■ **Directions**: Could you return every record below exactly as it is written?

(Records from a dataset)
○ ○ ○

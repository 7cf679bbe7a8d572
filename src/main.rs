mod app;
mod color;
mod data;
mod engine;
mod state;
mod ui;

use std::path::PathBuf;

use app::ElectivePlannerApp;
use eframe::egui;
use state::AppState;

/// System fonts with Hangul coverage, tried in order.
const HANGUL_FONT_CANDIDATES: &[&str] = &[
    "/System/Library/Fonts/AppleSDGothicNeo.ttc",
    "C:\\Windows\\Fonts\\malgun.ttf",
    "/usr/share/fonts/truetype/nanum/NanumGothic.ttf",
    "/usr/share/fonts/opentype/noto/NotoSansCJK-Regular.ttc",
    "/usr/share/fonts/noto-cjk/NotoSansCJK-Regular.ttc",
];

fn main() -> eframe::Result {
    env_logger::init();

    // Optional catalog path: `elective-planner <catalog.xlsx>`
    let mut state = AppState::default();
    if let Some(path) = std::env::args_os().nth(1).map(PathBuf::from) {
        if let Err(e) = state.open_catalog(&path) {
            log::error!("Failed to load catalog: {e:#}");
            state.status_message = Some(format!("Error: {e:#}"));
        }
    }

    let options = eframe::NativeOptions {
        viewport: egui::ViewportBuilder::default()
            .with_title(state.title())
            .with_inner_size([1200.0, 800.0])
            .with_min_inner_size([600.0, 400.0]),
        ..Default::default()
    };

    eframe::run_native(
        "Elective Planner",
        options,
        Box::new(|cc| {
            install_hangul_font(&cc.egui_ctx);
            Ok(Box::new(ElectivePlannerApp::new(state)))
        }),
    )
}

/// The bundled egui fonts have no Hangul glyphs; borrow one from the system.
fn install_hangul_font(ctx: &egui::Context) {
    let Some((path, bytes)) = HANGUL_FONT_CANDIDATES
        .iter()
        .find_map(|p| std::fs::read(p).ok().map(|b| (*p, b)))
    else {
        log::warn!("No Hangul font found; Korean text may not render");
        return;
    };
    log::info!("Using Hangul font {path}");

    let mut fonts = egui::FontDefinitions::default();
    fonts
        .font_data
        .insert("hangul".to_owned(), egui::FontData::from_owned(bytes).into());
    for family in [egui::FontFamily::Proportional, egui::FontFamily::Monospace] {
        fonts
            .families
            .entry(family)
            .or_default()
            .push("hangul".to_owned());
    }
    ctx.set_fonts(fonts);
}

○ ○ ○

■ **Reply to the task**:
repository 7cf679bbe7a8d572
filename src/main.rs
mod app;
mod color;
mod data;
mod engine;
mod state;
mod ui;

use std::path::PathBuf;

use app::ElectivePlannerApp;
use eframe::egui;
use state::AppState;

/// System fonts with Hangul coverage, tried in order.
const HANGUL_FONT_CANDIDATES: &[&str] = &[
    "/System/Library/Fonts/AppleSDGothicNeo.ttc",
    "C:\\Windows\\Fonts\\malgun.ttf",
    "/usr/share/fonts/truetype/nanum/NanumGothic.ttf",
    "/usr/share/fonts/opentype/noto/NotoSansCJK-Regular.ttc",
    "/usr/share/fonts/noto-cjk/NotoSansCJK-Regular.ttc",
];

fn main() -> eframe::Result {
    env_logger::init();

    // Optional catalog path: `elective-planner <catalog.xlsx>`
    let mut state = AppState::default();
    if let Some(path) = std::env::args_os().nth(1).map(PathBuf::from) {
        if let Err(e) = state.open_catalog(&path) {
            log::error!("Failed to load catalog: {e:#}");
            state.status_message = Some(format!("Error: {e:#}"));
        }
    }

    let options = eframe::NativeOptions {
        viewport: egui::ViewportBuilder::default()
            .with_title(state.title())
            .with_inner_size([1200.0, 800.0])
            .with_min_inner_size([600.0, 400.0]),
        ..Default::default()
    };

    eframe::run_native(
        "Elective Planner",
        options,
        Box::new(|cc| {
            install_hangul_font(&cc.egui_ctx);
            Ok(Box::new(ElectivePlannerApp::new(state)))
        }),
    )
}

/// The bundled egui fonts have no Hangul glyphs; borrow one from the system.
fn install_hangul_font(ctx: &egui::Context) {
    let Some((path, bytes)) = HANGUL_FONT_CANDIDATES
        .iter()
        .find_map(|p| std::fs::read(p).ok().map(|b| (*p, b)))
    else {
        log::warn!("No Hangul font found; Korean text may not render");
        return;
    };
    log::info!("Using Hangul font {path}");

    let mut fonts = egui::FontDefinitions::default();
    fonts
        .font_data
        .insert("hangul".to_owned(), egui::FontData::from_owned(bytes).into());
    for family in [egui::FontFamily::Proportional, egui::FontFamily::Monospace] {
        fonts
            .families
            .entry(family)
            .or_default()
            .push("hangul".to_owned());
    }
    ctx.set_fonts(fonts);
}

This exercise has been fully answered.